Recently, for instance, conservative culture warriors at the North Carolina Values Coalition fired a broadside against Democratic state lawmakers for seeking information about private “crisis pregnancy centers” in North Carolina and what they are doing with the millions of dollars they receive in state funding. A release from the group said, rather amusingly, that the request from lawmakers amounted to “unethical authoritarian tactics.”
As critics have repeatedly explained, crisis pregnancy centers do precious little to aid pregnant women, save for doing their utmost to discourage them from seeking abortion care. Indeed, CNN reported in 2022 that many such centers have been found to provide false and misleading information to pregnant women in service of this agenda.
That state lawmakers might seek information from such groups in North Carolina – groups that receive significant state appropriations with essentially no strings attached – would seem to represent precisely the kind of careful fiscal stewardship that conservatives have long demanded for all public appropriations. Unfortunately, as the anti-abortion groups made clear, scrutiny is only welcomed by conservatives for some kinds of public spending.
This kind of rather blatant double standard also came to mind last week when journalists discovered that a nonprofit run by Lt. Gov. Mark Robinson’s wife is being examined by state officials for questionable actions related to a lucrative state contract it had.
As you’ve probably heard by now, Robinson’s wife, Yolanda Hill, ran a nonprofit called Balanced Nutrition for several years that received funding from the state to work with childcare centers in their receipt and use of public dollars to provide school meals.
Hill shut the business down recently and rather abruptly – saying to some people that she no longer had time to manage it while her husband ran for governor.
As Colin Campbell of WUNC reported, however, “Emails and documents obtained by WUNC through a public records request show the abrupt closure relates to an ongoing investigation by the N.C. Department of Health and Human Services, which oversees the childcare center nutrition program.”
And as NC Newsline’s Ahmed Jallow reported yesterday, DHHS documents indicate that Balanced Nutrition was cited for discrepancies in figures it reported and for a failure to identify violations from some of the childcare centers it was responsible for monitoring.
Rather, however, than embracing the investigation like a true conservative and taking full responsibility for rooting out any discrepancies and inefficiencies in the nonprofit’s work, Robinson’s wife – who paid herself a hefty six-figure salary while running the group — is instead claiming that she’s being unfairly targeted for political purposes.
The WUNC report noted that Hill initially demanded a meeting with state officials to discuss the review of Balanced Nutrition’s work, but later rejected a proposed date for the meeting “saying she needed to arrange a date with the nonprofit’s attorney and would follow up later.”
Apparently, however, no such meeting has taken place since.
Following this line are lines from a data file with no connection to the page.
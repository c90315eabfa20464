pub mod h_mul;
pub mod h_verify;

// Réexportations pratiques pour l'utilisateur du module
pub use h_mul::{encrypt_batch, h_mul, mul_ciphertexts, AggregateProduct, BatchEntry, CiphertextBatch};
pub use h_verify::{h_verify, HomomorphicCheck};
pub mod e_keygen;

pub use e_keygen::{DomainParameters, KeyPair, PrivateKey, PublicKey};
WUNC reported that “Email records provided by DHHS don’t show any additional follow-up from Hill in the subsequent weeks…” and that Robinson’s campaign is now referring questions about the matter to the nonprofit’s attorney.
Of course, it should be noted that some on the political right have called out and criticized Hill’s program. Likewise, there have been plenty of times down through the years in which public appropriations favored by progressives deserved much more scrutiny. Remember the late Democratic U.S. Senator William Proxmire and his “Golden Fleece Award” that skewered wasteful spending?
That said, the questions state officials are asking about the crisis pregnancy centers and the Robinson nonprofit are precisely what conservatives have long demanded in the review of all government contracts and appropriations. And it’s the height of hypocrisy for anti-abortion activists or the Robinsons to expect anything else for their businesses.